Le gouvernement congolais a annoncé, jeudi 2 janvier, une augmentation significative du Salaire Minimum Interprofessionnel Garanti (SMIG) en République Démocratique du Congo. Le ministre du Travail et de l’Emploi, Ephraïm Akwakwa Nametu, a signé un décret stipulant que la rémunération minimale passera de 2,5 dollars à 5 dollars à partir du 1er février, et cette mesure s’appliquera aussi bien dans le secteur public que privé.
Cette décision intervient après un dialogue fructueux mené en octobre dernier entre le gouvernement et les syndicats, ainsi que les organisations patronales. Le ministre Nametu se montre optimiste et déterminé quant à l’application de cette réforme : « Cette mesure fait suite à un effort commun et est impérative. Même si certains patrons tentent de l’éviter, l’inspection générale du travail veillera à sa mise en œuvre », a-t-il précisé.
Les syndicats du secteur public, bien que satisfaits de cette annonce, expriment des préoccupations concernant sa mise en œuvre. En effet, la loi des finances 2025 n’a pas intégré cette hausse dans ses prévisions. « Il semble que cette réévaluation du SMIG concerne principalement le secteur privé », a déclaré Valéry Madianga, porte-parole de l’ONG congolaise CREFDL, spécialisée dans les finances publiques. « Le secteur public a déjà du mal à appliquer le SMIG actuel, et ce doublement entraînera des difficultés supplémentaires. Le gouvernement doit être réaliste et prévoir un collectif budgétaire pour intégrer cette réforme dans son budget en mars », a-t-il ajouté.

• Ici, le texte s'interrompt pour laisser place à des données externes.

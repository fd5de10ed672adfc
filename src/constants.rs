//! Mercury 200 Protocol Constants
//!
//! Frame layout and timing defaults for the Mercury 200 single-phase meter
//! protocol as spoken through an RS-485/Ethernet gateway.

use std::time::Duration;

/// Command: read instantaneous voltage, current and power
pub const MERCURY_CMD_READ_INSTANT: u8 = 0x63;

/// Command: read tariff 1 and tariff 2 energy totals
pub const MERCURY_CMD_READ_ENERGY: u8 = 0x27;

/// Device address length (big-endian serial number)
pub const MERCURY_ADDRESS_LEN: usize = 4;

/// Echo header: address + command
pub const MERCURY_HEADER_LEN: usize = MERCURY_ADDRESS_LEN + 1;

/// Trailing CRC length
pub const MERCURY_CHECKSUM_LEN: usize = 2;

/// Request frame: address + command + CRC
pub const MERCURY_REQUEST_LEN: usize = MERCURY_HEADER_LEN + MERCURY_CHECKSUM_LEN;

/// Anything shorter is treated as no response
pub const MERCURY_MIN_RESPONSE_LEN: usize = 6;

/// Payload of the 0x63 answer: U (2) + I (2) + P (3)
pub const MERCURY_INSTANT_PAYLOAD_LEN: usize = 7;

/// Payload of the 0x27 answer: T1 (4) + T2 (4)
pub const MERCURY_ENERGY_PAYLOAD_LEN: usize = 8;

/// Serial numbers are six decimal digits
pub const MERCURY_SERIAL_DIGITS: usize = 6;

/// Largest read requested from the transport at once
pub const RECEIVE_CHUNK_LEN: usize = 256;

// ----------------------------------------------------------------------------
// CRC-16 (Modbus RTU flavour)
// ----------------------------------------------------------------------------

pub const CRC16_POLYNOMIAL: u16 = 0xA001;
pub const CRC16_INITIAL: u16 = 0xFFFF;

// ----------------------------------------------------------------------------
// Timing defaults
// ----------------------------------------------------------------------------

pub const DEFAULT_CONNECT_TIMEOUT: Duration = Duration::from_secs(2);
pub const DEFAULT_RESPONSE_TIMEOUT: Duration = Duration::from_millis(800);
pub const DEFAULT_READ_TIMEOUT: Duration = Duration::from_millis(200);
pub const DEFAULT_DEVICE_TIMEOUT: Duration = Duration::from_secs(5);
pub const DEFAULT_ATTEMPTS: u32 = 1;

pub const DEFAULT_HOST: &str = "127.0.0.1";
pub const DEFAULT_PLAN_FILE: &str = "serials.txt";
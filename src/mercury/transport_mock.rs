//! Mock gateway transport for testing
//!
//! This module provides an in-memory [`Transport`] and [`Connector`] that
//! simulate a gateway port without any network, plus [`MockMeter`], a
//! simulated Mercury 200 that answers requests on the mock bus.
//!
//! Replies only become readable after a request is sent, so stale-input
//! draining and retries behave the way they do against a real gateway.

use crate::error::MercuryError;
use crate::mercury::frame::{encode_response, Command, SerialNumber};
use crate::mercury::checksum::verify_checksum;
use crate::mercury::transport::{Connector, Transport};
use crate::constants::{MERCURY_ADDRESS_LEN, MERCURY_REQUEST_LEN};
use crate::payload::data_encoding::int_to_bcd;
use std::collections::{HashMap, VecDeque};
use std::sync::{Arc, Mutex, MutexGuard, PoisonError};
use std::time::Duration;

/// What the mock does in answer to one sent frame.
#[derive(Debug, Clone, PartialEq, Eq)]
pub enum MockReply {
    /// Bytes made readable one chunk per `receive` call
    Chunks(Vec<Vec<u8>>),
    /// Nothing arrives
    Silence,
    /// The peer hangs up
    Close,
    /// The send itself fails
    SendError,
}

impl MockReply {
    /// A reply delivered in a single read.
    pub fn frame(bytes: Vec<u8>) -> Self {
        MockReply::Chunks(vec![bytes])
    }
}

/// Misbehaviour a simulated meter can show for a given command.
#[derive(Debug, Clone, Copy, PartialEq, Eq)]
pub enum MeterFault {
    /// Never answers
    Silent,
    /// Answers with a corrupted CRC
    BadChecksum,
    /// Answers with a valid CRC but a 3-byte payload
    ShortPayload,
    /// Answers with a valid CRC but a non-decimal BCD nibble
    BadBcd,
    /// Drops the connection
    Hangup,
}

/// A simulated Mercury 200 on the mock bus.
///
/// Register values are raw integers as the meter stores them:
/// decivolts, centiamperes, watts and hundredths of kWh.
#[derive(Debug, Clone)]
pub struct MockMeter {
    serial: SerialNumber,
    voltage: u64,
    current: u64,
    power: u64,
    tariff1: u64,
    tariff2: u64,
    faults: HashMap<u8, MeterFault>,
    chunk_size: Option<usize>,
}

fn bcd(value: u64, width: usize) -> Vec<u8> {
    let max = 10u64.saturating_pow(2 * width as u32).saturating_sub(1);
    int_to_bcd(value.min(max), width).unwrap_or_default()
}

impl MockMeter {
    pub fn new(serial: SerialNumber) -> Self {
        MockMeter {
            serial,
            voltage: 2300,
            current: 100,
            power: 500,
            tariff1: 12345,
            tariff2: 67890,
            faults: HashMap::new(),
            chunk_size: None,
        }
    }

    pub fn with_instant(mut self, voltage: u64, current: u64, power: u64) -> Self {
        self.voltage = voltage;
        self.current = current;
        self.power = power;
        self
    }

    pub fn with_energy(mut self, tariff1: u64, tariff2: u64) -> Self {
        self.tariff1 = tariff1;
        self.tariff2 = tariff2;
        self
    }

    pub fn with_fault(mut self, command: Command, fault: MeterFault) -> Self {
        self.faults.insert(command.code(), fault);
        self
    }

    /// Deliver answers in pieces of `size` bytes.
    pub fn chunked(mut self, size: usize) -> Self {
        self.chunk_size = Some(size.max(1));
        self
    }

    pub fn serial(&self) -> &SerialNumber {
        &self.serial
    }

    /// Answer to a request carrying `command_code`.
    pub fn answer(&self, command_code: u8) -> MockReply {
        let mut payload = match Command::try_from(command_code) {
            Ok(Command::ReadInstant) => {
                let mut p = bcd(self.voltage, 2);
                p.extend(bcd(self.current, 2));
                p.extend(bcd(self.power, 3));
                p
            }
            Ok(Command::ReadEnergy) => {
                let mut p = bcd(self.tariff1, 4);
                p.extend(bcd(self.tariff2, 4));
                p
            }
            Err(_) => return MockReply::Silence,
        };

        let address = self.serial.address();
        let frame = match self.faults.get(&command_code) {
            Some(MeterFault::Silent) => return MockReply::Silence,
            Some(MeterFault::Hangup) => return MockReply::Close,
            Some(MeterFault::BadChecksum) => {
                let mut frame = encode_response(address, command_code, &payload);
                if let Some(last) = frame.last_mut() {
                    *last ^= 0xFF;
                }
                frame
            }
            Some(MeterFault::ShortPayload) => {
                payload.truncate(3);
                encode_response(address, command_code, &payload)
            }
            Some(MeterFault::BadBcd) => {
                payload[0] = 0xAF;
                encode_response(address, command_code, &payload)
            }
            None => encode_response(address, command_code, &payload),
        };

        match self.chunk_size {
            Some(size) => MockReply::Chunks(frame.chunks(size).map(<[u8]>::to_vec).collect()),
            None => MockReply::frame(frame),
        }
    }
}

#[derive(Debug, Default)]
struct MockState {
    script: VecDeque<MockReply>,
    meters: Vec<MockMeter>,
    pending: VecDeque<Vec<u8>>,
    sent: Vec<Vec<u8>>,
    peer_closed: bool,
    closed: bool,
    close_calls: usize,
    receive_calls: usize,
}

/// In-memory transport. Clones share state, so a test can keep a handle
/// while the poller owns another.
#[derive(Debug, Clone, Default)]
pub struct MockTransport {
    state: Arc<Mutex<MockState>>,
}

impl MockTransport {
    pub fn new() -> Self {
        Self::default()
    }

    /// A transport whose bus carries the given simulated meters.
    pub fn with_meters(meters: Vec<MockMeter>) -> Self {
        let transport = Self::new();
        transport.lock().meters = meters;
        transport
    }

    fn lock(&self) -> MutexGuard<'_, MockState> {
        self.state.lock().unwrap_or_else(PoisonError::into_inner)
    }

    /// Queue a scripted reply. Scripted replies take precedence over the
    /// simulated meters and are consumed one per sent frame.
    pub fn push_reply(&self, reply: MockReply) {
        self.lock().script.push_back(reply);
    }

    pub fn add_meter(&self, meter: MockMeter) {
        self.lock().meters.push(meter);
    }

    /// Make bytes readable right now, as if left over from an earlier answer.
    pub fn inject_stale(&self, bytes: &[u8]) {
        self.lock().pending.push_back(bytes.to_vec());
    }

    /// Frames written so far, in order.
    pub fn sent_frames(&self) -> Vec<Vec<u8>> {
        self.lock().sent.clone()
    }

    pub fn close_count(&self) -> usize {
        self.lock().close_calls
    }

    pub fn is_closed(&self) -> bool {
        self.lock().closed
    }

    pub fn receive_count(&self) -> usize {
        self.lock().receive_calls
    }

    fn reply_for(state: &MockState, request: &[u8]) -> MockReply {
        if request.len() != MERCURY_REQUEST_LEN || verify_checksum(request).is_err() {
            return MockReply::Silence;
        }
        let address = &request[..MERCURY_ADDRESS_LEN];
        state
            .meters
            .iter()
            .find(|m| m.serial().address().as_bytes() == address)
            .map(|m| m.answer(request[MERCURY_ADDRESS_LEN]))
            .unwrap_or(MockReply::Silence)
    }
}

#[async_trait::async_trait]
impl Transport for MockTransport {
    async fn send(&mut self, data: &[u8]) -> Result<(), MercuryError> {
        let mut state = self.lock();
        if state.closed || state.peer_closed {
            return Err(MercuryError::ConnectionClosed);
        }

        let reply = match state.script.pop_front() {
            Some(reply) => reply,
            None => Self::reply_for(&state, data),
        };

        match reply {
            MockReply::SendError => {
                return Err(MercuryError::TransportError("simulated send failure".into()))
            }
            MockReply::Chunks(chunks) => state.pending.extend(chunks),
            MockReply::Silence => {}
            MockReply::Close => state.peer_closed = true,
        }

        state.sent.push(data.to_vec());
        Ok(())
    }

    async fn receive(&mut self, max_bytes: usize, _wait: Duration) -> Result<Vec<u8>, MercuryError> {
        let mut state = self.lock();
        state.receive_calls += 1;
        if state.closed {
            return Err(MercuryError::ConnectionClosed);
        }

        match state.pending.pop_front() {
            Some(mut chunk) => {
                if chunk.len() > max_bytes {
                    let rest = chunk.split_off(max_bytes);
                    state.pending.push_front(rest);
                }
                Ok(chunk)
            }
            None if state.peer_closed => Err(MercuryError::ConnectionClosed),
            // Silence: the wait elapsed with nothing on the line
            None => Ok(Vec::new()),
        }
    }

    async fn close(&mut self) -> Result<(), MercuryError> {
        let mut state = self.lock();
        state.closed = true;
        state.close_calls += 1;
        Ok(())
    }
}

/// Connector handing out [`MockTransport`]s per port; unknown ports refuse.
#[derive(Debug, Clone, Default)]
pub struct MockConnector {
    ports: Arc<Mutex<HashMap<u16, MockTransport>>>,
    attempts: Arc<Mutex<Vec<u16>>>,
}

impl MockConnector {
    pub fn new() -> Self {
        Self::default()
    }

    pub fn add_port(&self, port: u16, transport: MockTransport) {
        self.ports
            .lock()
            .unwrap_or_else(PoisonError::into_inner)
            .insert(port, transport);
    }

    /// Ports a connection was attempted to, in order.
    pub fn connect_attempts(&self) -> Vec<u16> {
        self.attempts
            .lock()
            .unwrap_or_else(PoisonError::into_inner)
            .clone()
    }
}

#[async_trait::async_trait]
impl Connector for MockConnector {
    type Transport = MockTransport;

    async fn connect(
        &self,
        host: &str,
        port: u16,
        _connect_timeout: Duration,
    ) -> Result<MockTransport, MercuryError> {
        self.attempts
            .lock()
            .unwrap_or_else(PoisonError::into_inner)
            .push(port);
        self.ports
            .lock()
            .unwrap_or_else(PoisonError::into_inner)
            .get(&port)
            .cloned()
            .ok_or_else(|| MercuryError::ConnectionError(format!("{host}:{port}: connection refused")))
    }
}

La question de l’exemplarité de l’État congolais reste en suspens, d’autant plus que le Fonds Monétaire International (FMI), partenaire clé de Kinshasa, s’oppose fermement à l’augmentation de la masse salariale publique. Le FMI recommande une réduction de cette masse salariale à 45% du budget de l’État, contre près de 70% actuellement.